[Collection entries]
----------
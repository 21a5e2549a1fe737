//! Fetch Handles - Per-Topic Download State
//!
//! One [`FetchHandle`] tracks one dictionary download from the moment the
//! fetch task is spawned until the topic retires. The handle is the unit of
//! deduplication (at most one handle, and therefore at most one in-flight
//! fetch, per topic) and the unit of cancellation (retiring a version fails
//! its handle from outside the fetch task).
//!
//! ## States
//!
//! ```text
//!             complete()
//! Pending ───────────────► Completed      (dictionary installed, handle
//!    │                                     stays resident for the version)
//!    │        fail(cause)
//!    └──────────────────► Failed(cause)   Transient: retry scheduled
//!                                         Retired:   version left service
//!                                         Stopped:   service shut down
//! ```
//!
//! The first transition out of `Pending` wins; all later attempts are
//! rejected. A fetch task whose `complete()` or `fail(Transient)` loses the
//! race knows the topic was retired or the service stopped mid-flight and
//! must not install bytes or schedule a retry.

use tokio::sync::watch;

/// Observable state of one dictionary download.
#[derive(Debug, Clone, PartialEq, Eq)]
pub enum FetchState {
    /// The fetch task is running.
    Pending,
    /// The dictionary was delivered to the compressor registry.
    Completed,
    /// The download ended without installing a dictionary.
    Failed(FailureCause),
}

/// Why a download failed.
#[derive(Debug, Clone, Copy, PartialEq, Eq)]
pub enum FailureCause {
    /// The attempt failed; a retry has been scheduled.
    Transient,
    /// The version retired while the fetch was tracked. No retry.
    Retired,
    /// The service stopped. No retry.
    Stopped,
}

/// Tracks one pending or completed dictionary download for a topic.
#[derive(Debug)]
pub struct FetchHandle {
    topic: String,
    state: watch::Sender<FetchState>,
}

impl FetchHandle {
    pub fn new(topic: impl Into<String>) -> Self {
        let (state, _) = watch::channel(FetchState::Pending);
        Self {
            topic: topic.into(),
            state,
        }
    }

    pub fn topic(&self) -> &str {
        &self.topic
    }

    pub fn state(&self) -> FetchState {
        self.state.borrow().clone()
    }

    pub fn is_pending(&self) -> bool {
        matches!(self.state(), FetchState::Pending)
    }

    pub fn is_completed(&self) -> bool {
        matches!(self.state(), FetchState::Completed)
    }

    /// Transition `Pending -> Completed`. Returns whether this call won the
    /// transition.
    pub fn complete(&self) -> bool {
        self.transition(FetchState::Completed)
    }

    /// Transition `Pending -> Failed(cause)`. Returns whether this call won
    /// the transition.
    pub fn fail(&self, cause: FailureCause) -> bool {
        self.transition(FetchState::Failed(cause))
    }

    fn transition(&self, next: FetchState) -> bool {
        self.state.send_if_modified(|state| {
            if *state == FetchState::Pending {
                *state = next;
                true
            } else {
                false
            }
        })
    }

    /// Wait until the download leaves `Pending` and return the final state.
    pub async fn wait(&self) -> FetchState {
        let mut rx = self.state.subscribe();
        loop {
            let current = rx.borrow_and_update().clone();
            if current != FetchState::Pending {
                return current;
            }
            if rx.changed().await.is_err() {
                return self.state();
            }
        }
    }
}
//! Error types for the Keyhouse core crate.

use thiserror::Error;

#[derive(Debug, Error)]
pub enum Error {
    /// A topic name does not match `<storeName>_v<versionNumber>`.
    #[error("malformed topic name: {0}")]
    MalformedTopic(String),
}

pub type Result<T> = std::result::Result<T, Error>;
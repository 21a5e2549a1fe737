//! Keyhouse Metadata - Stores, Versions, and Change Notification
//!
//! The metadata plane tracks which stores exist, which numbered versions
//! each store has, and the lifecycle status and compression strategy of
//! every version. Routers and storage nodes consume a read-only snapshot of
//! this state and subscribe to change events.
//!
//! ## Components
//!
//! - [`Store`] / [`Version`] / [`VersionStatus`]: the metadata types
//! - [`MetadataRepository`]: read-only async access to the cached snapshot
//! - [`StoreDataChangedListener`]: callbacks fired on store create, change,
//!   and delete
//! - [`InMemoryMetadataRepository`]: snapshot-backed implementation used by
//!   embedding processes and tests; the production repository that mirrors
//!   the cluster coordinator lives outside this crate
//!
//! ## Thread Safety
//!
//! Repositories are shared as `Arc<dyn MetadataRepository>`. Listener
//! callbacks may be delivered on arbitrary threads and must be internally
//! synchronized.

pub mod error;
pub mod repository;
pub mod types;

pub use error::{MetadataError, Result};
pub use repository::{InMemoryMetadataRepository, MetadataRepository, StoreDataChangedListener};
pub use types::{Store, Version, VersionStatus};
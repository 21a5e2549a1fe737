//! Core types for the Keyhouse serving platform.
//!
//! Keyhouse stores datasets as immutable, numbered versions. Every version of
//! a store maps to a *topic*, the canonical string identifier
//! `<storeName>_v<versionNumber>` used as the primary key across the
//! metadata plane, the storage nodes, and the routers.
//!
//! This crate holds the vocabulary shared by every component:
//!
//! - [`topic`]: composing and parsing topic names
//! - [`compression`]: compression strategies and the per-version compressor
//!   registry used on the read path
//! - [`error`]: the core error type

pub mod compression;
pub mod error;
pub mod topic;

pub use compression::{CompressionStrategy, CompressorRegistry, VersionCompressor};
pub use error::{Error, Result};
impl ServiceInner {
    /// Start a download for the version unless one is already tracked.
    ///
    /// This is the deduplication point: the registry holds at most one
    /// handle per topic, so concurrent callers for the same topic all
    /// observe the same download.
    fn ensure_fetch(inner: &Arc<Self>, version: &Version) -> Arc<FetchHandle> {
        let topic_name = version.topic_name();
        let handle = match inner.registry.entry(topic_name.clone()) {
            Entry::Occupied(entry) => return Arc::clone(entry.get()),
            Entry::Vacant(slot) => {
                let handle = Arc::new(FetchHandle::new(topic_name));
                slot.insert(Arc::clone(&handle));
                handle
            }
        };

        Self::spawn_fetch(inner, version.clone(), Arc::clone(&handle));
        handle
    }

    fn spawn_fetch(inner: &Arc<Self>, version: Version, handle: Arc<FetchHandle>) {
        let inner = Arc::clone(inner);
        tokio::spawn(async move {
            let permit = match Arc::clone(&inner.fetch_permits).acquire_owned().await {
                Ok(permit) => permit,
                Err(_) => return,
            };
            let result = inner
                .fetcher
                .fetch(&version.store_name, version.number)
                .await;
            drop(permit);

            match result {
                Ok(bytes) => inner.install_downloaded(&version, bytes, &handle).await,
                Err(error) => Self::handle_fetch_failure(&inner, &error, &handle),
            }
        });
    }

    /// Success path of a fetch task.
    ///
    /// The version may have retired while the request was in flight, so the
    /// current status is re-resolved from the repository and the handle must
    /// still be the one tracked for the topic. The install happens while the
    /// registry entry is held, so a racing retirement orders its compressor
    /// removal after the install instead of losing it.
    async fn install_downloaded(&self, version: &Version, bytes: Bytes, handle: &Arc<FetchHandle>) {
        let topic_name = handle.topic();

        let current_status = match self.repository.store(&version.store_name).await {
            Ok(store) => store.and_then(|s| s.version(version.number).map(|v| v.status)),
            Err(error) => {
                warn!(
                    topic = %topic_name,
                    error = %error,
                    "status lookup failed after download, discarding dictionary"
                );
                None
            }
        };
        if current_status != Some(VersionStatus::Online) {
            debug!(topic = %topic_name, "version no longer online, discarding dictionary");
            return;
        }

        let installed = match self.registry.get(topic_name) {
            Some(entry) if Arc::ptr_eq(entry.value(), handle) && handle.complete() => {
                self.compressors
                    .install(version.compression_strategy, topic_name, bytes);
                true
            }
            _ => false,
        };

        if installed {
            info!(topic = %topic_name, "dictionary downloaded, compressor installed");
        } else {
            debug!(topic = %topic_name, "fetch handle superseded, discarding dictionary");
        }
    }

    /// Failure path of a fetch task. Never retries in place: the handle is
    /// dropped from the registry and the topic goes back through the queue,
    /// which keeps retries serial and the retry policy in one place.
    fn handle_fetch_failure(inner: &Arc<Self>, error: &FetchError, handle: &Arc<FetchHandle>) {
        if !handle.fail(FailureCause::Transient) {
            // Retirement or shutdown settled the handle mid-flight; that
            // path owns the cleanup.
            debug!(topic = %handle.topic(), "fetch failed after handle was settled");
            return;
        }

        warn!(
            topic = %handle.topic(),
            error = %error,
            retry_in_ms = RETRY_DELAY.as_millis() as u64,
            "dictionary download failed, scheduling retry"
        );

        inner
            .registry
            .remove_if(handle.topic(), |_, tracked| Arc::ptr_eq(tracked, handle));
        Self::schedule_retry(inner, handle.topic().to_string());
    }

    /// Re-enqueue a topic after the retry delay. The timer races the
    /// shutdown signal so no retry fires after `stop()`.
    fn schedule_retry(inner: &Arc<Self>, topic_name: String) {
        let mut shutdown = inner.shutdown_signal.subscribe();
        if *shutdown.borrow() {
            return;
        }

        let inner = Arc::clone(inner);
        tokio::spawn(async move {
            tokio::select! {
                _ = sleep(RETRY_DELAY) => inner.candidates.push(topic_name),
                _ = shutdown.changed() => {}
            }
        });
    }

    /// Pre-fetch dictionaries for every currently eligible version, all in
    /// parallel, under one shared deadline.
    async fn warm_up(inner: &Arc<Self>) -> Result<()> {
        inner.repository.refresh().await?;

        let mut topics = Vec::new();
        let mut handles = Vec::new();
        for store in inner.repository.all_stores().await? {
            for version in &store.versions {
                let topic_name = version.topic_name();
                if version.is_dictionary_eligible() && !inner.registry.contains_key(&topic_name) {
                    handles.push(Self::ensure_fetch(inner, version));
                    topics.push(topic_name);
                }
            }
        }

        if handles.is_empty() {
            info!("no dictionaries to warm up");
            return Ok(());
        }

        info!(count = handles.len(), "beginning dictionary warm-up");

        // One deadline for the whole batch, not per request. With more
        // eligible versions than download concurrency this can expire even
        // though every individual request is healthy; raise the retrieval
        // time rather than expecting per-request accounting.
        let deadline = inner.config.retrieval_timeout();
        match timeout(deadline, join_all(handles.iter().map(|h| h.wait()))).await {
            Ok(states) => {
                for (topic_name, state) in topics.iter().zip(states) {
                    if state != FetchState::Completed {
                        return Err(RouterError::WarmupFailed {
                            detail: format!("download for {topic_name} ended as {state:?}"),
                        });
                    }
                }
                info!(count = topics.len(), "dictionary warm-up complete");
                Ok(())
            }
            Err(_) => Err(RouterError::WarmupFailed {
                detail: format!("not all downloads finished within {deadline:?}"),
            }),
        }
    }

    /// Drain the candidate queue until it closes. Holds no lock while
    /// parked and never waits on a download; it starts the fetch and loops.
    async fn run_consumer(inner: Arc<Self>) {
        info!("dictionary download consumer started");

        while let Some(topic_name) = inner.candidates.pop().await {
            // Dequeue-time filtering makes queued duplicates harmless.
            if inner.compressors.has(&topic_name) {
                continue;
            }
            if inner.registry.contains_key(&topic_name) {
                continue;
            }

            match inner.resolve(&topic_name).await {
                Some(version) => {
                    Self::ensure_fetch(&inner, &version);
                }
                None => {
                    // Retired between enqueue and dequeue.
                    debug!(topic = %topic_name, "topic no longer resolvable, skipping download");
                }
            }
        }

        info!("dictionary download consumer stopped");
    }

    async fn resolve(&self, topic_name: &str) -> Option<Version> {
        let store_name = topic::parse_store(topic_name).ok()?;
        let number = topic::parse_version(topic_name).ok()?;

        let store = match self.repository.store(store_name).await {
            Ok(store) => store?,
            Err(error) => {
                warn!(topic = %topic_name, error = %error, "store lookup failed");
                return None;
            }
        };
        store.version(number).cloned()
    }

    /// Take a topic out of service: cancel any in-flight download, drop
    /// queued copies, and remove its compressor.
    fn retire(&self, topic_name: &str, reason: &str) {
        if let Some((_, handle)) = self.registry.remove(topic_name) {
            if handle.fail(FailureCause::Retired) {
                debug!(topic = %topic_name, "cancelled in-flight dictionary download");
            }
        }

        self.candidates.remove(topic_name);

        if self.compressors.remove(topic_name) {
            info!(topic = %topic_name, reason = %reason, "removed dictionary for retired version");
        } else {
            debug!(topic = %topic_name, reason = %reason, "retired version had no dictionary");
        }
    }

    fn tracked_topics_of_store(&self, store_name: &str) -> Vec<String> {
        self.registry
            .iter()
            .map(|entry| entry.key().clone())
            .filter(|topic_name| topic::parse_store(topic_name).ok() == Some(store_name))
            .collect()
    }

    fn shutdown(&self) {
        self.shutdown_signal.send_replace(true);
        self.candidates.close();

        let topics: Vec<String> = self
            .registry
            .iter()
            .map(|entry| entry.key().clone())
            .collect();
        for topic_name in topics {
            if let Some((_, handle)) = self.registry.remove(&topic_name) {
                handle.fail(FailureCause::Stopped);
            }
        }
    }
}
----------
Work to be completed: In the records, find every line that has the string "Some" and copy it.

Output below:
        if current_status != Some(VersionStatus::Online) {
            Some(entry) if Arc::ptr_eq(entry.value(), handle) && handle.complete() => {
        while let Some(topic_name) = inner.candidates.pop().await {
                Some(version) => {
        if let Some((_, handle)) = self.registry.remove(topic_name) {
            .filter(|topic_name| topic::parse_store(topic_name).ok() == Some(store_name))
            if let Some((_, handle)) = self.registry.remove(&topic_name) {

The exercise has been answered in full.